1. Arrange greens on a plate or in a bowl to toss before serving
2. Spread tomatoes and avocado slices over top of greens
3. Crumble goat cheese and spread over greens along with pumpkin seeds and cranberries
4. Combine all ingredients from dressing in a small canning jar or plastic container with lid. Shake and taste before serving. Adjust seasoning if needed and pour over salad.
Yield: Serves 2

I named this dish Libby's Salad after a family friend who loves this salad. She helps her mom babysit for us sometimes. I make and leave it for them to assemble for dinner when they come over to our house to take care of O.

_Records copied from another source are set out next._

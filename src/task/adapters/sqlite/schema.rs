//! Diesel schema for task, alias and session persistence.

diesel::table! {
    /// Durable task records.
    tasks (task_id) {
        /// Task identifier.
        task_id -> Text,
        /// Creation timestamp (RFC 3339).
        created_at -> Text,
        /// Last update timestamp (RFC 3339).
        updated_at -> Text,
    }
}

diesel::table! {
    /// Aliases resolving to tasks.
    task_aliases (alias_value) {
        /// Globally unique alias string.
        alias_value -> Text,
        /// Owning task.
        task_id -> Text,
        /// `prepr` or `pr`.
        alias_type -> Text,
        /// Normalised repository.
        repo -> Nullable<Text>,
        /// Branch, when known.
        branch -> Nullable<Text>,
        /// Pull request number for `pr` aliases.
        pr_number -> Nullable<BigInt>,
        /// Creation timestamp (RFC 3339).
        created_at -> Text,
        /// Last update timestamp (RFC 3339).
        updated_at -> Text,
    }
}

diesel::table! {
    /// At most one terminal session per task.
    sessions (task_id) {
        /// Owning task.
        task_id -> Text,
        /// Multiplexer workspace.
        workspace -> Text,
        /// Bound pane, `0` when unbound.
        pane_id -> BigInt,
        /// Working directory.
        cwd -> Text,
        /// Command label.
        command -> Text,
        /// `open`, `closed` or `unknown`.
        status -> Text,
        /// Label of the program session inside the pane.
        external_session_label -> Text,
        /// Last time the pane was observed live (RFC 3339).
        last_seen_at -> Text,
        /// Creation timestamp (RFC 3339).
        created_at -> Text,
        /// Last update timestamp (RFC 3339).
        updated_at -> Text,
    }
}

diesel::joinable!(task_aliases -> tasks (task_id));
diesel::joinable!(sessions -> tasks (task_id));
diesel::allow_tables_to_appear_in_same_query!(tasks, task_aliases, sessions);
fn parse_timestamp(value: &str) -> TaskStoreResult<DateTime<Utc>> {
    DateTime::parse_from_rfc3339(value)
        .map(|parsed| parsed.with_timezone(&Utc))
        .map_err(TaskStoreError::persistence)
}

fn parse_task_id(value: String) -> TaskStoreResult<TaskId> {
    TaskId::new(value).map_err(TaskStoreError::persistence)
}

fn task_to_row(task: &Task) -> TaskRow {
    TaskRow {
        task_id: task.id().as_str().to_owned(),
        created_at: format_timestamp(task.created_at()),
        updated_at: format_timestamp(task.updated_at()),
    }
}

fn row_to_task(row: TaskRow) -> TaskStoreResult<Task> {
    Ok(Task::from_persisted(PersistedTaskData {
        id: parse_task_id(row.task_id)?,
        created_at: parse_timestamp(&row.created_at)?,
        updated_at: parse_timestamp(&row.updated_at)?,
    }))
}

fn alias_to_row(alias: &TaskAlias) -> TaskStoreResult<AliasRow> {
    let pr_number = alias
        .pr_number()
        .map(|number| i64::try_from(number.value()))
        .transpose()
        .map_err(TaskStoreError::persistence)?;
    Ok(AliasRow {
        alias_value: alias.value().as_str().to_owned(),
        task_id: alias.task_id().as_str().to_owned(),
        alias_type: alias.kind().as_str().to_owned(),
        repo: Some(alias.repository().as_str().to_owned()),
        branch: alias.branch().map(|branch| branch.as_str().to_owned()),
        pr_number,
        created_at: format_timestamp(alias.created_at()),
        updated_at: format_timestamp(alias.updated_at()),
    })
}

fn row_to_alias(row: AliasRow) -> TaskStoreResult<TaskAlias> {
    let kind = AliasKind::try_from(row.alias_type.as_str()).map_err(TaskStoreError::persistence)?;
    let repository =
        RepositoryName::new(row.repo.unwrap_or_default()).map_err(TaskStoreError::persistence)?;
    let branch = row
        .branch
        .filter(|value| !value.trim().is_empty())
        .map(BranchName::new)
        .transpose()
        .map_err(TaskStoreError::persistence)?;
    let pr_number = row
        .pr_number
        .filter(|value| *value > 0)
        .map(|value| {
            let unsigned = u64::try_from(value).map_err(TaskStoreError::persistence)?;
            PullRequestNumber::new(unsigned).map_err(TaskStoreError::persistence)
        })
        .transpose()?;
    Ok(TaskAlias::from_persisted(PersistedAliasData {
        value: AliasValue::from_persisted(row.alias_value),
        kind,
        task_id: parse_task_id(row.task_id)?,
        repository,
        branch,
        pr_number,
        created_at: parse_timestamp(&row.created_at)?,
        updated_at: parse_timestamp(&row.updated_at)?,
    }))
}

fn session_to_row(session: &Session) -> SessionRow {
    let launch = session.launch();
    SessionRow {
        task_id: session.task_id().as_str().to_owned(),
        workspace: launch.workspace().as_str().to_owned(),
        pane_id: session.pane_id().map_or(0, PaneId::value),
        cwd: launch.cwd().to_owned(),
        command: launch.command().to_owned(),
        status: session.status().as_str().to_owned(),
        external_session_label: session
            .external_session_label()
            .unwrap_or_default()
            .to_owned(),
        last_seen_at: format_timestamp(session.last_seen_at()),
        created_at: format_timestamp(session.created_at()),
        updated_at: format_timestamp(session.updated_at()),
    }
}

fn row_to_session(row: SessionRow) -> TaskStoreResult<Session> {
    let workspace = WorkspaceName::new(&row.workspace).map_err(TaskStoreError::persistence)?;
    let status =
        SessionStatus::try_from(row.status.as_str()).map_err(TaskStoreError::persistence)?;
    let label = row.external_session_label.trim();
    Ok(Session::from_persisted(PersistedSessionData {
        task_id: parse_task_id(row.task_id.clone())?,
        launch: SessionLaunch::new(workspace, row.cwd.clone(), row.command.clone()),
        pane_id: PaneId::bound(row.pane_id),
        status,
        external_session_label: (!label.is_empty()).then(|| label.to_owned()),
        last_seen_at: parse_timestamp(&row.last_seen_at)?,
        created_at: parse_timestamp(&row.created_at)?,
        updated_at: parse_timestamp(&row.updated_at)?,
    }))
}
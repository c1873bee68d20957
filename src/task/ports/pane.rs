//! Pane-client port for terminal multiplexer control.

use crate::task::domain::{LivePanes, PaneId, WorkspaceName};
use async_trait::async_trait;
use std::sync::Arc;
use thiserror::Error;

/// Result type for pane-client operations.
pub type PaneClientResult<T> = Result<T, PaneClientError>;

/// Narrow control surface over a terminal multiplexer.
#[async_trait]
pub trait PaneClient: Send + Sync {
    /// Spawns a pane in a new window of `workspace`, starting in `cwd` when
    /// it is non-empty.
    async fn spawn(&self, workspace: &WorkspaceName, cwd: &str) -> PaneClientResult<PaneId>;

    /// Brings a pane to the foreground.
    async fn activate_pane(&self, pane_id: PaneId) -> PaneClientResult<()>;

    /// Terminates a pane.
    async fn kill_pane(&self, pane_id: PaneId) -> PaneClientResult<()>;

    /// Lists the panes that currently exist.
    async fn list_panes(&self) -> PaneClientResult<LivePanes>;
}

/// Errors returned by pane-client adapters.
#[derive(Debug, Clone, Error)]
pub enum PaneClientError {
    /// The external command could not run or exited unsuccessfully.
    #[error("`{program} {}` failed: {message}", .args.join(" "))]
    CommandFailed {
        /// Program that was invoked.
        program: String,
        /// Arguments passed to the program.
        args: Vec<String>,
        /// Captured error output or failure description.
        message: String,
    },

    /// The external command succeeded but its output could not be parsed.
    #[error("`{program} {}` returned unexpected output: {message}", .args.join(" "))]
    MalformedOutput {
        /// Program that was invoked.
        program: String,
        /// Arguments passed to the program.
        args: Vec<String>,
        /// Parse failure description.
        message: String,
    },

    /// The pane is not known to the multiplexer.
    #[error("pane {0} does not exist")]
    PaneNotFound(PaneId),

    /// Generic runtime failure.
    #[error("pane client runtime error: {0}")]
    Runtime(Arc<dyn std::error::Error + Send + Sync>),
}

impl PaneClientError {
    /// Wraps a runtime error from the adapter.
    pub fn runtime(err: impl std::error::Error + Send + Sync + 'static) -> Self {
        Self::Runtime(Arc::new(err))
    }
}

This salad has many different flavours and textures: crunchiness from the pumpkin seeds, tartness from the dressing along with the figs as a background flavour, chewiness from the cranberries and a kind of silkiness from the avocado. The goat cheese also adds a nice, light background flavour and creamy texture. This is a nice salad to use as a starter or as a meal. Downsize it about half is using as a starter. It can be quite filling. Again, if you don't use all of the dressing, keep it in the fridge for 3 or 4 days.

Little O's Menu

Our little ravioli is still eating well. We are still feeding her some of what we eat while we are eating it. She likes mashed potatoes, which we ate at Erin and Jeff's place on Saturday night (very good dinner Erin). She also had the chance to eat red and green peppers along with mushrooms which came off of my little primavera pizza at Lina's Italian Market yesterday. We are happy about this as she is enjoying dinner with us and is easier to handle if we eat with her. Sunday night she had some of our pasta (escaped clams) with us and ate quite a bit of it, both the pasta and the tomatoes. We have also been giving her steamed asparagus, chopped up with green beans and carrots. So far, so good with this step in her little dining life.

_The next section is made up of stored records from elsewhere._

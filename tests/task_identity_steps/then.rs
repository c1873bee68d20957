//! Then steps for task identity BDD scenarios.

use super::world::{TaskIdentityWorld, run_async};
use eyre::WrapErr;
use rstest_bdd_macros::then;

#[then("the task was created")]
fn task_was_created(world: &TaskIdentityWorld) -> Result<(), eyre::Report> {
    let last = world
        .ensured
        .last()
        .ok_or_else(|| eyre::eyre!("missing ensure result"))?;
    if !last.created {
        return Err(eyre::eyre!("expected the ensure to create a task"));
    }
    Ok(())
}

#[then("the task already existed")]
fn task_already_existed(world: &TaskIdentityWorld) -> Result<(), eyre::Report> {
    let last = world
        .ensured
        .last()
        .ok_or_else(|| eyre::eyre!("missing ensure result"))?;
    if last.created {
        return Err(eyre::eyre!("expected the ensure to reuse the task"));
    }
    Ok(())
}

#[then("both ensures returned the same task")]
fn both_ensures_match(world: &TaskIdentityWorld) -> Result<(), eyre::Report> {
    match world.ensured.as_slice() {
        [first, second] if first.task == second.task => Ok(()),
        [_, _] => Err(eyre::eyre!("ensures returned different tasks")),
        other => Err(eyre::eyre!("expected two ensure results, found {}", other.len())),
    }
}

#[then(r#"the link status is "{status}""#)]
fn link_status_is(world: &TaskIdentityWorld, status: String) -> Result<(), eyre::Report> {
    let linked = world
        .last_link
        .as_ref()
        .ok_or_else(|| eyre::eyre!("missing link result"))?;
    if linked.status.as_str() != status {
        return Err(eyre::eyre!(
            "expected link status {status}, found {}",
            linked.status
        ));
    }
    Ok(())
}

#[then(r#"pull request {pr:u64} of "{repo}" resolves to the branch task"#)]
fn pull_request_resolves(
    world: &TaskIdentityWorld,
    pr: u64,
    repo: String,
) -> Result<(), eyre::Report> {
    let expected = world.branch_task()?;
    let found = run_async(world.identity.get_task_by_pr(&repo, pr))
        .wrap_err("look up task by pull request")?;
    if found.as_ref() != Some(expected) {
        return Err(eyre::eyre!("pull request resolved to {found:?}, expected {expected:?}"));
    }
    Ok(())
}

#[then(r#"the branch task session is "{status}""#)]
fn branch_task_session_is(world: &TaskIdentityWorld, status: String) -> Result<(), eyre::Report> {
    let task_id = world.branch_task()?.id().clone();
    let session = run_async(world.store_session(&task_id))?;
    if session.status().as_str() != status {
        return Err(eyre::eyre!(
            "expected session status {status}, found {}",
            session.status()
        ));
    }
    Ok(())
}
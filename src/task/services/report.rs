//! Read-only projections of the store for listings and the dashboard.

use crate::task::{
    domain::{Session, SessionStatus, Task, TaskAlias, TaskId},
    ports::{AliasGrouping, GroupCount, TaskStore, TaskStoreResult},
};
use serde::Serialize;
use std::collections::HashMap;
use std::sync::Arc;

/// Grouped counts shown on the dashboard.
#[derive(Debug, Clone, Default, PartialEq, Eq, Serialize)]
pub struct DashboardGroups {
    /// Alias counts per repository.
    pub by_repo: Vec<GroupCount>,
    /// Alias counts per alias kind.
    pub by_alias_type: Vec<GroupCount>,
    /// Session counts per status.
    pub by_session_status: Vec<GroupCount>,
}

/// A task together with its aliases and session.
#[derive(Debug, Clone, PartialEq, Eq, Serialize)]
pub struct TaskOverview {
    /// The task.
    pub task: Task,
    /// Aliases naming the task, in listing order.
    pub aliases: Vec<TaskAlias>,
    /// The task's session, if any.
    #[serde(skip_serializing_if = "Option::is_none")]
    pub session: Option<Session>,
}

/// Snapshot of every task, alias and session.
#[derive(Debug, Clone, Default, PartialEq, Eq, Serialize)]
pub struct Dashboard {
    /// Grouped counts.
    pub groups: DashboardGroups,
    /// All sessions.
    pub sessions: Vec<Session>,
    /// Sessions whose status is open.
    pub open_sessions: Vec<Session>,
    /// All aliases.
    pub aliases: Vec<TaskAlias>,
    /// Per-task entries in task listing order.
    pub tasks: Vec<TaskOverview>,
}

impl Dashboard {
    /// Returns the one-line summary printed when JSON output is off.
    #[must_use]
    pub fn summary_line(&self) -> String {
        format!(
            "repos={} alias_types={} session_statuses={} aliases={} sessions={} open_sessions={} tasks={}",
            self.groups.by_repo.len(),
            self.groups.by_alias_type.len(),
            self.groups.by_session_status.len(),
            self.aliases.len(),
            self.sessions.len(),
            self.open_sessions.len(),
            self.tasks.len(),
        )
    }
}

/// Builds read-only views over a task store.
#[derive(Clone)]
pub struct ReportService<S: TaskStore> {
    store: Arc<S>,
}

impl<S: TaskStore> ReportService<S> {
    /// Creates a new report service.
    #[must_use]
    pub const fn new(store: Arc<S>) -> Self {
        Self { store }
    }

    /// Assembles the dashboard snapshot.
    ///
    /// # Errors
    ///
    /// Returns the first store error encountered.
    pub async fn dashboard(&self) -> TaskStoreResult<Dashboard> {
        let groups = DashboardGroups {
            by_repo: self
                .store
                .alias_group_counts(AliasGrouping::Repository)
                .await?,
            by_alias_type: self.store.alias_group_counts(AliasGrouping::AliasKind).await?,
            by_session_status: self.store.session_status_counts().await?,
        };
        let tasks = self.store.list_tasks().await?;
        let aliases = self.store.list_aliases().await?;
        let sessions = self.store.list_sessions().await?;
        let open_sessions = sessions
            .iter()
            .filter(|session| session.status() == SessionStatus::Open)
            .cloned()
            .collect();
        let overviews = merge_task_overviews(tasks, &aliases, &sessions);
        Ok(Dashboard {
            groups,
            sessions,
            open_sessions,
            aliases,
            tasks: overviews,
        })
    }
}

/// Joins aliases and sessions onto tasks, keeping the task order.
#[must_use]
pub fn merge_task_overviews(
    tasks: Vec<Task>,
    aliases: &[TaskAlias],
    sessions: &[Session],
) -> Vec<TaskOverview> {
    let mut aliases_by_task: HashMap<&TaskId, Vec<TaskAlias>> = HashMap::new();
    for alias in aliases {
        aliases_by_task
            .entry(alias.task_id())
            .or_default()
            .push(alias.clone());
    }
    let sessions_by_task: HashMap<&TaskId, &Session> = sessions
        .iter()
        .map(|session| (session.task_id(), session))
        .collect();

    tasks
        .into_iter()
        .map(|task| TaskOverview {
            aliases: aliases_by_task.remove(task.id()).unwrap_or_default(),
            session: sessions_by_task.get(task.id()).map(|session| (*session).clone()),
            task,
        })
        .collect()
}
//! Domain model for task identity and session tracking.
//!
//! Tasks are durable records addressed through aliases derived from a
//! repository branch or a pull request number. Sessions bind a task to a
//! terminal pane. Infrastructure concerns stay outside this boundary.

mod alias;
mod error;
mod ids;
mod pane;
mod session;
mod task;

pub use alias::{AliasKind, AliasValue, PersistedAliasData, TaskAlias};
pub use error::{ParseAliasKindError, ParseSessionStatusError, TaskDomainError};
pub use ids::{BranchName, PullRequestNumber, RepositoryName, TaskId};
pub use pane::{LivePanes, Pane, PaneId};
pub use session::{PersistedSessionData, Session, SessionLaunch, SessionStatus, WorkspaceName};
pub use task::{PersistedTaskData, Task};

Breakfast for her has still been fruit or apple sauce with yogurt and rice cereal. I sometimes add pieces of red seedless grapes to this. Toast with spreadable Laughing Cow cheese (http://www.thelaughingcow.com/) is starting to be a hit too. We have also started to add whole milk to her formula so she can get used to the taste of it. This is going well and I believe with all that we are doing now, it is helping her gain that weight she needs. I will weigh her this week to find out if we are successful or not.

On another note, I haven't been talking about my breakfasts or meal habits at all lately. This has been going well and people have said I look as if I have been losing weight lately, especially on my face. This is good as I want to limit the number of chins under my mouth to just one, like it used to be.

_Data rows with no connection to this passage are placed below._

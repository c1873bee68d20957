//! Command-line entry point for `tasklink`.
//!
//! Usage:
//!
//! ```text
//! tasklink task ensure-prepr --repo owner/repo --branch feature/name
//! tasklink task link-pr --repo owner/repo --branch feature/name --pr 123
//! tasklink task open-session --repo owner/repo --branch feature/name
//! tasklink task dashboard
//! ```
//!
//! Every command races against Ctrl-C; an interrupted command drops its
//! in-flight store transaction and multiplexer child process.

use clap::Parser;
use eyre::WrapErr;
use mockable::DefaultClock;
use std::io::Write;
use std::sync::Arc;
use tasklink::cli::{App, Cli, Command};
use tasklink::config::Settings;
use tasklink::logging::{DEFAULT_LOG_FILTER, init_logging};
use tasklink::notes::TaskNotes;
use tasklink::task::adapters::{sqlite::SqliteTaskStore, wezterm::WezTermPaneClient};

#[tokio::main]
async fn main() -> eyre::Result<()> {
    let cli = Cli::parse();
    init_logging(DEFAULT_LOG_FILTER)?;

    let settings = Settings::resolve(cli.global);
    let store = SqliteTaskStore::open(&settings.db_path)
        .wrap_err_with(|| format!("open task store at {}", settings.db_path))?;
    let panes = WezTermPaneClient::new(settings.wezterm_program, settings.command_timeout);
    let app = App::new(
        Arc::new(store),
        Arc::new(panes),
        Arc::new(DefaultClock),
        TaskNotes::new(settings.notes_dir),
    )
    .with_editor(std::env::var("EDITOR").ok());

    let Command::Task(command) = cli.command;
    let stdout = std::io::stdout();
    let mut out = stdout.lock();
    tokio::select! {
        result = app.run(command, &mut out) => result?,
        signal = tokio::signal::ctrl_c() => {
            signal.wrap_err("listen for interrupt")?;
            eyre::bail!("interrupted");
        }
    }
    out.flush()?;
    Ok(())
}
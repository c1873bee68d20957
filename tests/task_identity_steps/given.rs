//! Given steps for task identity BDD scenarios.

use super::world::{TaskIdentityWorld, run_async};
use eyre::WrapErr;
use rstest_bdd_macros::given;
use tasklink::task::ports::TaskStore;

#[given("an empty task store")]
fn empty_task_store(world: &mut TaskIdentityWorld) -> Result<(), eyre::Report> {
    let tasks = run_async(world.store.list_tasks()).wrap_err("list tasks in fresh store")?;
    if !tasks.is_empty() {
        return Err(eyre::eyre!("expected an empty store, found {} tasks", tasks.len()));
    }
    Ok(())
}

#[given(r#"the pre-PR task for "{repo}" branch "{branch}" exists"#)]
fn pre_pr_task_exists(
    world: &mut TaskIdentityWorld,
    repo: String,
    branch: String,
) -> Result<(), eyre::Report> {
    let ensured = run_async(world.identity.get_or_create_pre_pr_task(&repo, &branch))
        .wrap_err("ensure pre-PR task for scenario background")?;
    world.branch_task = Some(ensured.task);
    Ok(())
}

#[given(r#"pull request {pr:u64} of "{repo}" was already linked from branch "{branch}""#)]
fn pull_request_already_linked(
    world: &mut TaskIdentityWorld,
    pr: u64,
    repo: String,
    branch: String,
) -> Result<(), eyre::Report> {
    run_async(world.identity.link_pr_to_pre_pr(&repo, &branch, pr))
        .wrap_err("link pull request for scenario background")?;
    Ok(())
}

I have been going with a banana or two pieces of toast with a small amount of natural peanut butter, sometimes with a little Nutella, or oatmeal with yogurt and berries as of late. Snacks in the early afternoon have been consisting of grapes or marinated anchovies fillets and small octopus'. Don't knock it until you try it. Omega 3's and all the good stuff from the sea for a snack. Get over your fears and try them. Just remember they are good for you if you don't feel comfortable eating them at first. I buy them at any of the local Italian markets. Most of them have this kind of thing at their deli counters. All of these things are better to snack on than chips and dip or anything like that, guaranteed.

Lunch has been consisting of eating something light like pears and Gorgonzola with walnuts and honey. Seriously, try this. They're all a natural fit for each other. So good....


I like having help in the kitchen. I have a plan in place, it's called the "I will work for formula" program. O is always trying to help out in the kitchen, or something reasonably similar to that. She likes to pull down what the wife has set up for dishcloths and handtowels and roam around the house with them. I think it's an easy way to get the floors cleaned.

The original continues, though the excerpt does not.